#### To do
For each line of the data below that contains "Params", return that line.

Start of Block

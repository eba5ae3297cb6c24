//! Run metadata and the self-describing output header.
//!
//! A `RunMetadata` captures everything needed to interpret a data file later: when and with
//! which configuration it was taken, which instruments were enabled, the scan parameters, the
//! meter settings, the zero offset, and the leveled power table. It is assembled with
//! [`RunMetadataBuilder`] at the start of the `Scanning` phase and rendered as `#` header lines.

use serde::Serialize;

use crate::config::{
    AzimuthConfig, Delimiter, DevicesConfig, ElevationConfig, FlukeConfig, MapKind, MultiConfig,
    Settings,
};
use crate::data::format_g;
use crate::measurement::ZeroOffset;

/// Leveled power per frequency, in frequency-list order.
#[derive(Debug, Clone, Default, PartialEq, Serialize)]
pub struct PowerLevelTable {
    entries: Vec<PowerLevelEntry>,
}

#[derive(Debug, Clone, Copy, PartialEq, Serialize)]
pub struct PowerLevelEntry {
    pub frequency_ghz: f64,
    pub power_dbm: f64,
}

impl PowerLevelTable {
    pub fn push(&mut self, frequency_ghz: f64, power_dbm: f64) {
        self.entries.push(PowerLevelEntry {
            frequency_ghz,
            power_dbm,
        });
    }

    pub fn entries(&self) -> &[PowerLevelEntry] {
        &self.entries
    }

    /// Power for the `index`th frequency.
    pub fn power_at(&self, index: usize) -> Option<f64> {
        self.entries.get(index).map(|e| e.power_dbm)
    }

    pub fn len(&self) -> usize {
        self.entries.len()
    }

    pub fn is_empty(&self) -> bool {
        self.entries.is_empty()
    }
}

/// Everything written into a data file header.
#[derive(Debug, Clone, PartialEq, Serialize)]
pub struct RunMetadata {
    pub timestamp: String,
    pub config_file: String,
    pub comment: String,
    pub kind: MapKind,
    pub devices: DevicesConfig,
    pub azimuth: AzimuthConfig,
    pub elevation: Option<ElevationConfig>,
    pub multi: MultiConfig,
    pub fluke: FlukeConfig,
    pub vector_meas: String,
    pub vector_average: usize,
    pub vna_meas: String,
    pub digital_channels: u8,
    pub synth_mult: f64,
    pub frequencies_ghz: Vec<f64>,
    pub offset: Option<ZeroOffset>,
    pub power_table: Option<PowerLevelTable>,
    pub software_version: String,
}

impl RunMetadata {
    /// Column names of a map data row.
    pub fn map_columns(&self) -> Vec<String> {
        let mut columns = vec!["Az".to_string()];
        if self.elevation.is_some() {
            columns.push("El".to_string());
        }
        for f in &self.frequencies_ghz {
            match self.kind {
                MapKind::Scalar => {
                    columns.push(format!("f{:.1}GHz", f));
                    columns.push(format!("f{:.1}GHz std", f));
                }
                MapKind::Vector => {
                    columns.push(format!("f{:.1}GHz ratio", f));
                    columns.push(format!("f{:.1}GHz phase", f));
                }
                MapKind::Digital => {
                    for ch in 0..self.digital_channels {
                        columns.push(format!("f{:.1}GHz ch{} ratio", f, ch));
                        columns.push(format!("f{:.1}GHz ch{} phase", f, ch));
                    }
                }
                MapKind::Phase => {
                    columns.push(format!("f{:.1}GHz re", f));
                    columns.push(format!("f{:.1}GHz im", f));
                }
            }
        }
        columns
    }

    /// Column names of a zero-offset record.
    pub fn zero_offset_columns(&self) -> Vec<String> {
        ["Freq (GHz)", "ratio", "phase"]
            .iter()
            .map(|c| c.to_string())
            .collect()
    }

    /// Header lines without the leading `# `.
    pub fn header_lines(&self, columns: &[String], delimiter: Delimiter) -> Vec<String> {
        let d = &self.devices;
        let mut lines = vec![
            format!("Beammap Timestamp: {}", self.timestamp),
            format!("Configfile: {}", self.config_file),
            format!("Comment: {}", self.comment),
            format!(
                "Map kind: {}; beammap version: {}",
                self.kind, self.software_version
            ),
            format!(
                "use_unidex: {}; use_synth: {}; use_multi: {}; use_fluke: {}; use_vv: {}; \
                 use_vna: {}; use_labjack: {}",
                d.use_unidex,
                d.use_synth,
                d.use_multi,
                d.use_fluke,
                d.use_vv,
                d.use_vna,
                d.use_labjack
            ),
            format!(
                "Map Azimuth Params: xmin: {:.2} deg; xmax: {:.2} deg; xinc: {:.2} deg",
                self.azimuth.xmin, self.azimuth.xmax, self.azimuth.xinc
            ),
            format!(
                "Map Velocity: {:.2} deg/s; Slew speed: {:.2} deg/s",
                self.azimuth.xmap_vel, self.azimuth.xslew_vel
            ),
        ];

        if let Some(el) = &self.elevation {
            lines.push(format!(
                "Map Elevation Params: ymin: {:.2} deg; ymax: {:.2} deg; yinc: {:.2} deg",
                el.ymin, el.ymax, el.yinc
            ));
            lines.push(format!(
                "Elevation Velocity: {:.2} deg/s; Slew speed: {:.2} deg/s",
                el.ymap_vel, el.yslew_vel
            ));
        }

        match self.kind {
            MapKind::Scalar => {
                if d.use_multi {
                    lines.push(format!(
                        "Multimeter settings: NPLC: {}; nrdgs: {}; range: {}; res: {}",
                        self.multi.nplc,
                        self.multi.nrdgs,
                        self.multi.range,
                        format_g(self.multi.resolution, 5)
                    ));
                }
                if d.use_fluke {
                    lines.push(format!(
                        "Fluke device: {}; nrdgs: {}",
                        self.fluke.device, self.fluke.nrdgs
                    ));
                }
                let (value, std) = self.offset.map_or((0.0, 0.0), |o| (o.value, o.std));
                lines.push(format!(
                    "Voltage offset: {} +/- {}",
                    format_g(value, 5),
                    format_g(std, 5)
                ));
            }
            MapKind::Vector | MapKind::Digital => {
                lines.push(format!(
                    "Vector voltmeter: meas: {}; average: {}",
                    self.vector_meas, self.vector_average
                ));
                if self.kind == MapKind::Digital {
                    lines.push(format!("Digital channels: {}", self.digital_channels));
                }
            }
            MapKind::Phase => {
                lines.push(format!("Network analyzer measure: {}", self.vna_meas));
            }
        }

        if self.kind != MapKind::Phase {
            lines.push(format!("Synthesizer Multiplier: {:.1}", self.synth_mult));
        }
        lines.push(format!("Frequencies (GHz): {:?}", self.frequencies_ghz));

        if let Some(table) = &self.power_table {
            let entries: Vec<String> = table
                .entries()
                .iter()
                .map(|e| format!("f:{} GHz P:{} dBm", e.frequency_ghz, e.power_dbm))
                .collect();
            lines.push(format!(
                "Adjusted boresight power levels: {}",
                entries.join(" ")
            ));
        }

        lines.push("Data columns:".to_string());
        lines.push(columns.join(&delimiter.as_char().to_string()));
        lines
    }
}

/// Builder for [`RunMetadata`], seeded from the run's settings.
pub struct RunMetadataBuilder {
    inner: RunMetadata,
}

impl RunMetadataBuilder {
    pub fn new(settings: &Settings) -> Self {
        let frequencies_ghz = match settings.general.kind {
            MapKind::Phase => settings.vna.freq.clone(),
            _ => settings.synth.freq.clone(),
        };
        Self {
            inner: RunMetadata {
                timestamp: String::new(),
                config_file: String::new(),
                comment: settings.general.comment.clone(),
                kind: settings.general.kind,
                devices: settings.devices.clone(),
                azimuth: settings.azimuth.clone(),
                elevation: settings
                    .elevation
                    .enabled
                    .then(|| settings.elevation.clone()),
                multi: settings.multi.clone(),
                fluke: settings.fluke.clone(),
                vector_meas: settings.vector_voltmeter.meas.clone(),
                vector_average: settings.vector_voltmeter.avg_value,
                vna_meas: settings.vna.meas.clone(),
                digital_channels: settings.labjack.channels,
                synth_mult: settings.synth.mult,
                frequencies_ghz,
                offset: None,
                power_table: None,
                software_version: env!("CARGO_PKG_VERSION").to_string(),
            },
        }
    }

    pub fn timestamp(mut self, timestamp: &str) -> Self {
        self.inner.timestamp = timestamp.to_string();
        self
    }

    pub fn config_file(mut self, config_file: &str) -> Self {
        self.inner.config_file = config_file.to_string();
        self
    }

    pub fn offset(mut self, offset: Option<ZeroOffset>) -> Self {
        self.inner.offset = offset;
        self
    }

    pub fn power_table(mut self, table: Option<PowerLevelTable>) -> Self {
        self.inner.power_table = table;
        self
    }

    pub fn build(self) -> RunMetadata {
        self.inner
    }
}
#[tokio::test(start_paused = true)]
async fn test_zero_offset_record_one_row_per_frequency() {
    let mut settings = Settings::default();
    settings.devices.use_vv = true;
    settings.devices.use_multi = false;
    settings.synth.freq = vec![74.0, 75.0];
    let dir = tempfile::tempdir().unwrap();
    let mut bench = SimulatedBench::new().with_phasor_response(|_| PhasorSample {
        magnitude: 0.25,
        phase_deg: 45.0,
    });

    let summary = record_zero_offsets(&settings, &mut bench, request(&dir, "offsets.csv"))
        .await
        .expect("Record should complete");
    let (header, rows) = read_file(&summary.output_path);
    assert_eq!(rows, vec!["74.000,0.25,45", "75.000,0.25,45"]);
    assert_eq!(header.last().unwrap(), "# Freq (GHz),ratio,phase");
    assert_eq!(bench.move_count().await, 0);
}

#[tokio::test(start_paused = true)]
async fn test_zero_offset_record_needs_vector_meter() {
    let settings = Settings::default();
    let dir = tempfile::tempdir().unwrap();
    let err = record_zero_offsets(&settings, &mut UntouchedProvider, request(&dir, "x.csv"))
        .await
        .unwrap_err();
    assert!(err.to_string().contains("use_vv"));
}

#[tokio::test(start_paused = true)]
async fn test_event_stream_reports_rows_and_failure() {
    let settings = small_scalar_settings();
    let dir = tempfile::tempdir().unwrap();
    let controller = MapController::new(&settings);
    let mut events = controller.subscribe();
    let mut bench = SimulatedBench::new().with_response(|_| 5.0).fail_move_on(4);

    let result = controller.run(&mut bench, request(&dir, "events.csv")).await;
    assert!(result.is_err());

    let mut rows = Vec::new();
    let mut readings = 0;
    let mut failed = None;
    while let Ok(event) = events.try_recv() {
        match event {
            ScanEvent::RowWritten { index, .. } => rows.push(index),
            ScanEvent::Reading { .. } => readings += 1,
            ScanEvent::Failed { phase, .. } => failed = Some(phase),
            _ => {}
        }
    }
    assert_eq!(rows, vec![0, 1, 2]);
    assert_eq!(readings, 6);
    assert_eq!(failed, Some(RunPhase::Scanning));
}

#[tokio::test(start_paused = true)]
async fn test_default_output_path_is_created() {
    let settings = small_scalar_settings();
    let dir = tempfile::tempdir().unwrap();
    let nested: PathBuf = dir.path().join("data").join("2024").join("map.csv");
    let mut bench = SimulatedBench::new();

    let summary = run_map(
        &settings,
        &mut bench,
        RunRequest {
            output_path: nested.clone(),
            timestamp: "t".into(),
            config_file: "c".into(),
        },
    )
    .await
    .expect("Map should complete");
    assert_eq!(summary.output_path, nested);
    assert!(nested.exists());
}

#[tokio::test(start_paused = true)]
async fn test_multi_line_comment_stays_in_header() {
    let mut settings = small_scalar_settings();
    settings.general.comment = "Horn B\n74 GHz cut".to_string();
    let dir = tempfile::tempdir().unwrap();
    let mut bench = SimulatedBench::new().with_response(|_| 5.0);

    let summary = run_map(&settings, &mut bench, request(&dir, "comment.csv"))
        .await
        .expect("Map should complete");
    let (header, rows) = read_file(&summary.output_path);
    assert_eq!(rows.len(), 5, "{rows:?}");
    assert!(header.contains(&"# Comment: Horn B".to_string()));
    assert!(header.contains(&"# 74 GHz cut".to_string()));
}

#[tokio::test(start_paused = true)]
async fn test_step_too_fine_is_configuration_error() {
    let mut settings = small_scalar_settings();
    settings.azimuth.xmin = -180.0;
    settings.azimuth.xmax = 180.0;
    settings.azimuth.xinc = 1e-300;
    let dir = tempfile::tempdir().unwrap();

    let err = run_map(&settings, &mut UntouchedProvider, request(&dir, "fine.csv"))
        .await
        .unwrap_err();
    assert!(matches!(err, BeammapError::Configuration(_)), "{err}");
    assert!(!dir.path().join("fine.csv").exists());
}

#[tokio::test(start_paused = true)]
async fn test_offset_fault_returns_home_without_output() {
    let mut settings = small_scalar_settings();
    settings.offset.enabled = true;
    let dir = tempfile::tempdir().unwrap();
    let req = request(&dir, "offset_fault.csv");
    let path = req.output_path.clone();
    // first sample of the run is the source-off offset reading
    let mut bench = SimulatedBench::new().with_response(|_| 5.0).fail_sample_on(1);

    let err = run_map(&settings, &mut bench, req)
        .await
        .expect_err("Map should fail");
    let site = err.site().expect("Should be a measurement error");
    assert_eq!(site.phase, RunPhase::Offset);
    assert_eq!(site.point_index, None);
    assert!(!path.exists());

    let journal = bench.journal().await;
    assert!(journal.contains(&BenchCommand::OutputOff));
    assert_eq!(journal.last(), Some(&BenchCommand::Home(Axis::Azimuth)));
    assert_eq!(bench.move_count().await, 0);
}

#[tokio::test(start_paused = true)]
async fn test_leveling_fault_returns_home_without_output() {
    let mut settings = small_scalar_settings();
    settings.leveling.enabled = true;
    let dir = tempfile::tempdir().unwrap();
    let req = request(&dir, "leveling_fault.csv");
    let path = req.output_path.clone();
    // boresight reading at the first frequency
    let mut bench = SimulatedBench::new().with_response(|_| 2.0).fail_sample_on(1);

    let err = run_map(&settings, &mut bench, req)
        .await
        .expect_err("Map should fail");
    let site = err.site().expect("Should be a measurement error");
    assert_eq!(site.phase, RunPhase::Leveling);
    assert_eq!(site.frequency_ghz, Some(74.0));
    assert!(!path.exists());
    assert_eq!(
        bench.journal().await.last(),
        Some(&BenchCommand::Home(Axis::Azimuth))
    );
}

End of Block

#### Output
                "Map Azimuth Params: xmin: {:.2} deg; xmax: {:.2} deg; xinc: {:.2} deg",
                "Map Elevation Params: ymin: {:.2} deg; ymax: {:.2} deg; yinc: {:.2} deg",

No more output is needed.